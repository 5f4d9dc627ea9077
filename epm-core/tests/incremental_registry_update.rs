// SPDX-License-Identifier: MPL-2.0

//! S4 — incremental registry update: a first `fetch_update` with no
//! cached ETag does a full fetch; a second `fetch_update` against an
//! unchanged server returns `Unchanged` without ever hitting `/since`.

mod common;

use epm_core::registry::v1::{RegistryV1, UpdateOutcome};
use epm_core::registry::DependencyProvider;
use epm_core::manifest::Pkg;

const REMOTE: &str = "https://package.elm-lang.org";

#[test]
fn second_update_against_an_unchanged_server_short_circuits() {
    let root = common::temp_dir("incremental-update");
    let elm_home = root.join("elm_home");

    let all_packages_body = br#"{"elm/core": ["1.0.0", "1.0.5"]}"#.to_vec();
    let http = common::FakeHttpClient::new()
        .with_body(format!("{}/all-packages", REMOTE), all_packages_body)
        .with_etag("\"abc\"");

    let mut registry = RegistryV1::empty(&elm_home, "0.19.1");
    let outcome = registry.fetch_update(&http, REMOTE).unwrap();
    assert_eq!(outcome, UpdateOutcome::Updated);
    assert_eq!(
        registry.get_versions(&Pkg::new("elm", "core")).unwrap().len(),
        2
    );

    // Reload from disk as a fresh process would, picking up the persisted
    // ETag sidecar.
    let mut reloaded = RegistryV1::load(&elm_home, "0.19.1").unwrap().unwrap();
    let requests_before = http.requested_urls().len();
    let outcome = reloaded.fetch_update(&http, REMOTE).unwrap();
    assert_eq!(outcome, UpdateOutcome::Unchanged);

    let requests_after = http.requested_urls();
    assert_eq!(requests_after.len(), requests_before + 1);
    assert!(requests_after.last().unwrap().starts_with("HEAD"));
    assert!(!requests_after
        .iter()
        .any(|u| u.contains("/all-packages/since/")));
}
****************
## Prompt
Your answer must be the lines from the one containing "assert_eq!(requests_after.len(), requests_before +" to the last line of the entries, repeated exactly and with nothing else.

## Task output
    assert_eq!(requests_after.len(), requests_before + 1);
    assert!(requests_after.last().unwrap().starts_with("HEAD"));
    assert!(!requests_after
        .iter()
        .any(|u| u.contains("/all-packages/since/")));
}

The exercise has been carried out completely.